By 29 Janeiro, 2024No Comments

As relações de grupo e domínio entre empresas parecem invadir o quotidiano laboral. Neste sentido, levantam-se várias questões de relevante reflexão, nomeadamente, da repercussão dessas relações de grupo e domínio nas relações laborais. Neste sentido, se colocou a questão de saber se certa entidade empregadora ficar insolvente, poderá prosseguir-se com a ação (pendente) junto de empresa em relação de domínio com a empregadora? Ora, esta foi, em resumo, a pergunta a que o Tribunal da Relação de Lisboa respondeu no processo n.º 23417/20.0T8LSB-A.L1-4.

O caso em apreço dizia respeito a um trabalhador que ao impugnar o despedimento que considerava ser ilícito, deparou-se, após a fase dos articulados, com a situação da sua entidade empregadora ter sido declarada insolvente. Ademais, foi admitia a intervenção principal, enquanto Ré, de uma empresa, até então terceira, com o qual a empregadora se encontrava numa relação de domínio.

Na senda declaração de insolvência, foi proferido despacho na ação de impugnação judicial da regularidade e licitude do despedimento a decidir pela extinção da instância por inutilidade superveniente da lide.

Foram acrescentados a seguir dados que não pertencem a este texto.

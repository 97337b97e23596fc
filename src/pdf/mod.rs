use std::time::Instant;

use pdf_writer::{Content, Filter, Name, Pdf, Rect, Ref, Str};

use crate::error::Error;
use crate::fonts::{Face, register_font, to_winansi_bytes};
use crate::report::{Document, DrawOp, Page};

const PT_PER_MM: f32 = 72.0 / 25.4;
const IMAGE_NAME: &str = "Im1";

/// Serialize a finished report. Layout coordinates are millimetres from the
/// top-left corner; PDF user space is points from the bottom-left.
pub fn render(doc: &Document) -> Result<Vec<u8>, Error> {
    let t0 = Instant::now();
    let mut pdf = Pdf::new();
    let mut next_id = 1i32;
    let mut alloc = || {
        let r = Ref::new(next_id);
        next_id += 1;
        r
    };

    let catalog_id = alloc();
    let pages_id = alloc();

    let font_pairs: Vec<(&str, Ref)> = Face::ALL
        .iter()
        .map(|&face| {
            let font_ref = alloc();
            register_font(&mut pdf, face, font_ref);
            (face.pdf_name(), font_ref)
        })
        .collect();

    let image_ref = embed_png(&mut pdf, &doc.image().png, &mut alloc)?;
    let t_images = t0.elapsed();

    let (page_w, page_h) = doc.page_size();
    let n = doc.pages().len();
    let page_ids: Vec<Ref> = (0..n).map(|_| alloc()).collect();
    let content_ids: Vec<Ref> = (0..n).map(|_| alloc()).collect();

    for (i, page) in doc.pages().iter().enumerate() {
        let raw = draw_page(page, page_h).finish();
        let compressed = miniz_oxide::deflate::compress_to_vec_zlib(raw.as_slice(), 6);
        pdf.stream(content_ids[i], &compressed).filter(Filter::FlateDecode);
    }

    pdf.catalog(catalog_id).pages(pages_id);
    pdf.pages(pages_id)
        .kids(page_ids.iter().copied())
        .count(n as i32);

    for i in 0..n {
        let mut page = pdf.page(page_ids[i]);
        page.media_box(Rect::new(0.0, 0.0, page_w * PT_PER_MM, page_h * PT_PER_MM))
            .parent(pages_id)
            .contents(content_ids[i]);
        let mut resources = page.resources();
        {
            let mut fonts = resources.fonts();
            for (name, font_ref) in &font_pairs {
                fonts.pair(Name(name.as_bytes()), *font_ref);
            }
        }
        resources
            .x_objects()
            .pair(Name(IMAGE_NAME.as_bytes()), image_ref);
    }

    log::info!(
        "Render phases: images={:.1}ms, assembly={:.1}ms ({} pages)",
        t_images.as_secs_f64() * 1000.0,
        (t0.elapsed() - t_images).as_secs_f64() * 1000.0,
        n,
    );

    Ok(pdf.finish())
}

/// Embed a PNG as an RGB image XObject, splitting alpha into a soft mask
/// when any pixel is not fully opaque.
fn embed_png(pdf: &mut Pdf, data: &[u8], alloc: &mut impl FnMut() -> Ref) -> Result<Ref, Error> {
    let decoded = image::load_from_memory_with_format(data, image::ImageFormat::Png)?;
    let rgba: image::RgbaImage = decoded.to_rgba8();
    let (w, h) = (rgba.width(), rgba.height());
    let has_alpha = rgba.pixels().any(|p| p.0[3] < 255);

    let rgb_data: Vec<u8> = rgba
        .pixels()
        .flat_map(|p| [p.0[0], p.0[1], p.0[2]])
        .collect();
    let compressed_rgb = miniz_oxide::deflate::compress_to_vec_zlib(&rgb_data, 6);

    let smask_ref = if has_alpha {
        let alpha_data: Vec<u8> = rgba.pixels().map(|p| p.0[3]).collect();
        let compressed_alpha = miniz_oxide::deflate::compress_to_vec_zlib(&alpha_data, 6);
        let mask_ref = alloc();
        let mut mask = pdf.image_xobject(mask_ref, &compressed_alpha);
        mask.filter(Filter::FlateDecode);
        mask.width(w as i32);
        mask.height(h as i32);
        mask.color_space().device_gray();
        mask.bits_per_component(8);
        Some(mask_ref)
    } else {
        None
    };

    let xobj_ref = alloc();
    let mut xobj = pdf.image_xobject(xobj_ref, &compressed_rgb);
    xobj.filter(Filter::FlateDecode);
    xobj.width(w as i32);
    xobj.height(h as i32);
    xobj.color_space().device_rgb();
    xobj.bits_per_component(8);
    if let Some(mask_ref) = smask_ref {
        xobj.s_mask(mask_ref);
    }
    Ok(xobj_ref)
}

fn draw_page(page: &Page, page_h: f32) -> Content {
    let mut content = Content::new();
    let flip = |y: f32| (page_h - y) * PT_PER_MM;

    for op in &page.ops {
        match op {
            DrawOp::Text {
                x,
                y,
                size,
                bold,
                text,
            } => {
                let font = Face::for_weight(*bold).pdf_name();
                content.begin_text();
                content.set_font(Name(font.as_bytes()), *size);
                content.next_line(x * PT_PER_MM, flip(*y));
                content.show(Str(&to_winansi_bytes(text)));
                content.end_text();
            }
            DrawOp::Rule { x1, x2, y } => {
                content.save_state();
                content.set_line_width(0.5);
                content.set_stroke_gray(0.6);
                content.move_to(x1 * PT_PER_MM, flip(*y));
                content.line_to(x2 * PT_PER_MM, flip(*y));
                content.stroke();
                content.restore_state();
            }
            DrawOp::Image {
                x,
                y,
                width,
                height,
            } => {
                content.save_state();
                content.transform([
                    width * PT_PER_MM,
                    0.0,
                    0.0,
                    height * PT_PER_MM,
                    x * PT_PER_MM,
                    flip(y + height),
                ]);
                content.x_object(Name(IMAGE_NAME.as_bytes()));
                content.restore_state();
            }
            DrawOp::Swatch { x, y, size, rgb } => {
                let [r, g, b] = *rgb;
                content.save_state();
                content.set_fill_rgb(r as f32 / 255.0, g as f32 / 255.0, b as f32 / 255.0);
                content.rect(
                    x * PT_PER_MM,
                    flip(y + size),
                    size * PT_PER_MM,
                    size * PT_PER_MM,
                );
                content.fill_nonzero();
                content.restore_state();
            }
        }
    }
    content
}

A Ré-interveniente invocou que o trabalhador teria de reclamar o crédito no processo de insolvência, por outro lado, o Autor invocou o artigo 334.º do Código do Trabalho (doravante CT), para efeitos da responsabilidade solidária entre empregador e sociedade que com este se encontre em relação de participações recíprocas, de domínio ou de grupo, nos termos previstos nos artigos 481.º e seguintes do Código das Sociedades Comerciais.

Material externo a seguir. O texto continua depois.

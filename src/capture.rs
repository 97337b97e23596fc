//! Settled, upscaled still captures of a live render surface.
//!
//! A capture waits for the host's next paint boundary, drains the GPU command
//! queue when the surface is hardware-backed, and only then reads pixels back.
//! The readback is composited over opaque white at `scale`× and PNG-encoded.

use std::future::Future;
use std::io::Cursor;
use std::path::Path;
use std::time::Instant;

use base64::Engine as _;
use image::codecs::png::{CompressionType, FilterType as PngFilter, PngEncoder};
use image::imageops::{self, FilterType};
use image::{ExtendedColorType, ImageEncoder, Rgba, RgbaImage};

use crate::error::{Error, Result};

/// Command queue of a hardware-accelerated rendering context.
pub trait CommandQueue {
    /// Block until every submitted command has executed.
    fn finish(&self);
}

/// A drawable owned by an external rendering subsystem.
///
/// Implementors expose the two-step "next committed frame" protocol:
/// [`next_frame`](RenderSurface::next_frame) resolves once the current frame's
/// draw commands are queued, and [`command_queue`](RenderSurface::command_queue)
/// hands out the queue to drain before readback.
pub trait RenderSurface {
    fn width(&self) -> u32;
    fn height(&self) -> u32;

    /// Resolves after the host's next paint/animation boundary.
    fn next_frame(&self) -> impl Future<Output = ()>;

    /// `None` for plain raster surfaces.
    fn command_queue(&self) -> Option<&dyn CommandQueue> {
        None
    }

    /// Read back the current pixels. Called only once the frame is settled.
    fn read_pixels(&self) -> RgbaImage;
}

/// A raster surface holding a fixed frame. Used for frames dumped to disk by
/// a viewer and as a stand-in surface in tests.
pub struct ImageSurface {
    pixels: RgbaImage,
}

impl ImageSurface {
    pub fn new(pixels: RgbaImage) -> Self {
        Self { pixels }
    }

    pub fn open(path: &Path) -> Result<Self> {
        let pixels = image::open(path)?.to_rgba8();
        Ok(Self { pixels })
    }

    pub fn from_png_bytes(data: &[u8]) -> Result<Self> {
        let pixels = image::load_from_memory_with_format(data, image::ImageFormat::Png)?.to_rgba8();
        Ok(Self { pixels })
    }
}

impl RenderSurface for ImageSurface {
    fn width(&self) -> u32 {
        self.pixels.width()
    }

    fn height(&self) -> u32 {
        self.pixels.height()
    }

    fn next_frame(&self) -> impl Future<Output = ()> {
        std::future::ready(())
    }

    fn read_pixels(&self) -> RgbaImage {
        self.pixels.clone()
    }
}

#[derive(Clone, Copy, Debug)]
pub struct CaptureConfig {
    /// Integer upscale factor applied to both axes.
    pub scale: u32,
    /// Largest destination buffer (in pixels) we are willing to allocate.
    /// Anything bigger takes the 1× fallback.
    pub max_pixels: u64,
}

impl CaptureConfig {
    pub const DEFAULT_SCALE: u32 = 2;
    pub const DEFAULT_MAX_PIXELS: u64 = 16384 * 16384;
}

impl Default for CaptureConfig {
    fn default() -> Self {
        Self {
            scale: Self::DEFAULT_SCALE,
            max_pixels: Self::DEFAULT_MAX_PIXELS,
        }
    }
}

/// PNG-encoded snapshot. Owned by the caller; the surface is not referenced.
#[derive(Clone, Debug)]
pub struct CapturedImage {
    pub width: u32,
    pub height: u32,
    /// Factor actually applied; 1 when the fallback path was taken.
    pub scale: u32,
    pub png: Vec<u8>,
}

impl CapturedImage {
    pub fn to_data_url(&self) -> String {
        format!(
            "data:image/png;base64,{}",
            base64::engine::general_purpose::STANDARD.encode(&self.png)
        )
    }

    pub fn write_to(&self, path: &Path) -> Result<()> {
        std::fs::write(path, &self.png).map_err(Error::Io)
    }
}

pub async fn capture<S: RenderSurface>(surface: &S, config: &CaptureConfig) -> Result<CapturedImage> {
    let (w, h) = (surface.width(), surface.height());
    if w == 0 || h == 0 {
        return Err(Error::EmptySurface {
            width: w,
            height: h,
        });
    }

    surface.next_frame().await;
    if let Some(queue) = surface.command_queue() {
        queue.finish();
    }

    let t0 = Instant::now();
    let source = surface.read_pixels();
    if source.dimensions() != (w, h) {
        return Err(Error::Readback {
            expected: (w, h),
            got: source.dimensions(),
        });
    }

    let captured = match upscale_onto_white(&source, config) {
        Some(dest) => CapturedImage {
            width: dest.width(),
            height: dest.height(),
            scale: config.scale,
            png: encode_png(&dest)?,
        },
        None => {
            log::warn!(
                "capture: cannot allocate {}x scale buffer for {w}x{h}, encoding at 1x",
                config.scale
            );
            CapturedImage {
                width: w,
                height: h,
                scale: 1,
                png: encode_png(&source)?,
            }
        }
    };

    log::info!(
        "capture: {w}x{h} -> {}x{} in {:.1}ms ({} bytes)",
        captured.width,
        captured.height,
        t0.elapsed().as_secs_f64() * 1000.0,
        captured.png.len(),
    );
    Ok(captured)
}

/// Allocate the destination, fill it opaque white, then draw the source
/// stretched to cover it. `None` when the destination cannot be allocated.
fn upscale_onto_white(source: &RgbaImage, config: &CaptureConfig) -> Option<RgbaImage> {
    if config.scale == 0 {
        return None;
    }
    let dw = source.width().checked_mul(config.scale)?;
    let dh = source.height().checked_mul(config.scale)?;
    if u64::from(dw) * u64::from(dh) > config.max_pixels {
        return None;
    }

    let mut dest = RgbaImage::from_pixel(dw, dh, Rgba([255, 255, 255, 255]));
    let scaled = imageops::resize(source, dw, dh, FilterType::Triangle);
    imageops::overlay(&mut dest, &scaled, 0, 0);
    Some(dest)
}

fn encode_png(img: &RgbaImage) -> Result<Vec<u8>> {
    let mut buf = Cursor::new(Vec::new());
    let encoder = PngEncoder::new_with_quality(&mut buf, CompressionType::Best, PngFilter::Adaptive);
    encoder.write_image(img.as_raw(), img.width(), img.height(), ExtendedColorType::Rgba8)?;
    Ok(buf.into_inner())
}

A análise do artigo 334.º do CT permitir-nos-á encontrar o caminho seguido pelo douto Tribunal para fundamentar a decisão.

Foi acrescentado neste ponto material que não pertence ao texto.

#![allow(dead_code)]

use std::path::PathBuf;
use std::time::{SystemTime, UNIX_EPOCH};

use cargo_report::capture::{self, CaptureConfig, CapturedImage, ImageSurface};
use cargo_report::model::{
    CargoItem, Container, LineItem, PackedItem, PackedResult, Position, ReportData, Rotation,
};
use cargo_report::report::{DrawOp, LayoutConfig, Page, TableKind};
use chrono::NaiveDate;
use image::{Rgba, RgbaImage};

pub fn report_date() -> NaiveDate {
    NaiveDate::from_ymd_opt(2026, 10, 18).unwrap()
}

pub fn standard_20ft() -> Container {
    Container {
        name: "20ft Standard".to_string(),
        length: 589.0,
        width: 235.0,
        height: 239.0,
        max_weight: 28000.0,
    }
}

pub fn packed_item(name: &str, x: f64, y: f64, z: f64) -> PackedItem {
    PackedItem {
        name: name.to_string(),
        length: 120.0,
        width: 80.0,
        height: 100.0,
        weight: 4500.0,
        color: Some("#3b82f6".to_string()),
        position: Position { x, y, z },
        rotation: Rotation::default(),
    }
}

/// 3 packed pallets, 1 crate that did not fit.
pub fn scenario_result() -> PackedResult {
    PackedResult {
        packed_items: vec![
            packed_item("Pallet A", 0.0, 0.0, 0.0),
            packed_item("Pallet B", 120.0, 0.0, 0.0),
            packed_item("Pallet C", 240.0, 0.0, 0.0),
        ],
        unpacked_items: vec![CargoItem {
            name: "Oversize Crate".to_string(),
            length: 600.0,
            width: 100.0,
            height: 100.0,
            weight: 1400.0,
            quantity: 1,
            color: None,
            position: None,
        }],
        volume_utilization: 72.4,
        weight_utilization: 53.2,
        total_weight: 14900.0,
    }
}

pub fn scenario_data() -> ReportData {
    ReportData::new(&standard_20ft(), &scenario_result(), report_date())
}

/// `count` rows named "{prefix} 1" ..= "{prefix} count".
pub fn line_items(prefix: &str, count: usize, with_position: bool) -> Vec<LineItem> {
    (1..=count)
        .map(|i| LineItem {
            name: format!("{prefix} {i}"),
            length: 50.0,
            width: 40.0,
            height: 30.0,
            weight: 12.5,
            position: with_position.then(|| Position {
                x: i as f64,
                y: 0.0,
                z: 0.0,
            }),
            color: None,
        })
        .collect()
}

pub fn report_data(packed: Vec<LineItem>, unpacked: Vec<LineItem>) -> ReportData {
    let mut data = scenario_data();
    data.metadata.packed_count = packed.len();
    data.metadata.total_count = packed.len() + unpacked.len();
    data.packed = packed;
    data.unpacked = unpacked;
    data
}

pub fn solid_surface(w: u32, h: u32, rgba: [u8; 4]) -> ImageSurface {
    ImageSurface::new(RgbaImage::from_pixel(w, h, Rgba(rgba)))
}

pub fn small_capture() -> CapturedImage {
    let surface = solid_surface(8, 6, [20, 40, 60, 255]);
    futures::executor::block_on(capture::capture(&surface, &CaptureConfig::default()))
        .expect("capture")
}

/// Rows that fit on a page when the first row baseline is at `first_row_y`.
pub fn rows_fitting(first_row_y: f32, config: &LayoutConfig) -> usize {
    let mut y = first_row_y;
    let mut n = 0;
    while y + config.row_height <= config.page_bottom {
        n += 1;
        y += config.row_height;
    }
    n
}

pub fn first_row_y_on_page_one(config: &LayoutConfig) -> f32 {
    config.table_top() + config.section_title_advance + config.header_rule_offset + config.rule_advance
}

pub fn first_row_y_on_continuation(config: &LayoutConfig) -> f32 {
    config.top_margin + config.header_rule_offset + config.rule_advance
}

/// Data-row names on a page, in draw order, for rows whose name starts with `prefix`.
pub fn row_names<'a>(page: &'a Page, prefix: &str) -> Vec<&'a str> {
    page.texts().filter(|t| t.starts_with(prefix)).collect()
}

/// True when the page's first drawn texts are exactly the table's column
/// headers followed by the separator rule.
pub fn starts_with_column_header(page: &Page, kind: TableKind) -> bool {
    let headers = kind.headers();
    let leading: Vec<&DrawOp> = page.ops.iter().take(headers.len() + 1).collect();
    if leading.len() != headers.len() + 1 {
        return false;
    }
    let labels_match = leading[..headers.len()]
        .iter()
        .zip(headers)
        .all(|(op, label)| matches!(op, DrawOp::Text { text, bold: true, .. } if text == label));
    labels_match && matches!(leading[headers.len()], DrawOp::Rule { .. })
}

pub fn count_text(page: &Page, needle: &str) -> usize {
    page.texts().filter(|t| *t == needle).count()
}

/// Inflate every Flate stream in a PDF and concatenate the ones that are
/// content streams (contain text operators).
pub fn pdf_content_text(pdf: &[u8]) -> String {
    let mut out = String::new();
    let mut pos = 0;
    while let Some(off) = find(&pdf[pos..], b"stream") {
        let kw = pos + off;
        pos = kw + b"stream".len();
        if kw >= 3 && &pdf[kw - 3..kw] == b"end" {
            continue;
        }
        let mut start = pos;
        if pdf.get(start) == Some(&b'\r') {
            start += 1;
        }
        if pdf.get(start) == Some(&b'\n') {
            start += 1;
        }
        let Some(len) = find(&pdf[start..], b"endstream") else {
            break;
        };
        let mut end = start + len;
        while end > start && matches!(pdf[end - 1], b'\n' | b'\r') {
            end -= 1;
        }
        if let Ok(raw) = miniz_oxide::inflate::decompress_to_vec_zlib(&pdf[start..end]) {
            if find(&raw, b"Tj").is_some() {
                out.push_str(&String::from_utf8_lossy(&raw));
                out.push('\n');
            }
        }
        pos = start + len;
    }
    out
}

pub fn pdf_page_count(pdf: &[u8]) -> Option<usize> {
    let text = String::from_utf8_lossy(pdf);
    let idx = text.find("/Count ")?;
    text[idx + 7..]
        .split(|c: char| !c.is_ascii_digit())
        .next()?
        .parse()
        .ok()
}

fn find(haystack: &[u8], needle: &[u8]) -> Option<usize> {
    haystack.windows(needle.len()).position(|w| w == needle)
}

/// Fresh scratch directory under the system temp dir.
pub fn scratch_dir(name: &str) -> PathBuf {
    let nanos = SystemTime::now()
        .duration_since(UNIX_EPOCH)
        .unwrap()
        .as_nanos();
    let dir = std::env::temp_dir().join(format!("cargo-report-{name}-{nanos}"));
    std::fs::create_dir_all(&dir).unwrap();
    dir
}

Nestes termos, para que possa existir responsabilidade solidária pelo pagamento de créditos emergentes de contrato de trabalho, da sua violação ou cessação é necessário que, cumulativamente, se verifique (i) uma relação de participações recíprocas, de domínio ou de grupo entre o empregador e outra ou outras sociedades e (ii) tratar-se de créditos vencidos há mais de três meses.

Neste seguimento o artigo 334.º do Código do Trabalho, na convergência entre o mesmo e o disposto no supramencionado artigo 481.º e seguintes do Código das Sociedades Comerciais, assumem uma função creditícia garantística. Sem prejuízo do antes referido, e tal como aconteceu no caso em análise, o trabalhador tem o ónus de alegar e provar, nos termos do artigo 342.º, n.º 1, do Código Civil, por ser facto constitutivo do direito que invoca, a existência das sociedades que se encontram entre si numa situação de participação recíproca, de domínio ou de grupo.

Ora, também nesta senda, se afigura relevante trazer à colação o dever de informação plasmado no artigo 106.º, n.º 3, alínea a) do Código do Trabalho – onde – o empregador deve prestar ao trabalhador informação relativa à identificação, nomeadamente, sendo sociedade, a existência de uma relação de coligação societária, de participações recíprocas, de domínio ou de grupo, bem como a sede ou domicílio. O cumprimento deste dever de informação assinala-se de suma importância para situações como a dos autos.

Em conclusão o douto Tribunal decidiu que a ação prosseguisse os seus termos entre as partes remanescentes (Autor e Ré-interveniente), uma vez que a empregadora (antes de ser declarada insolvente) se havia pronunciado em articulado próprio sobre as razões de facto e direito da ação, considerando-se já produzido o substancial da prova relevante para a boa decisão da causa.

Nesta senda, o sumário do acórdão assume relevância para uma proposta de resposta à questão colocada no nosso título (onde não se podem olvidar os contornos do caso concreto):

A insolvência da sociedade empregadora decretada após a fase dos articulados não afasta a possibilidade de na ação de impugnação judicial da regularidade e licitude do despedimento ser efetuada a responsabilidade pelos créditos laborais de uma sociedade, terceira interveniente, que com ela estava numa relação de domínio, devendo a ação prosseguir seus termos apenas entre o apelante autor trabalhador e essa apelada sociedade terceira interveniente.”.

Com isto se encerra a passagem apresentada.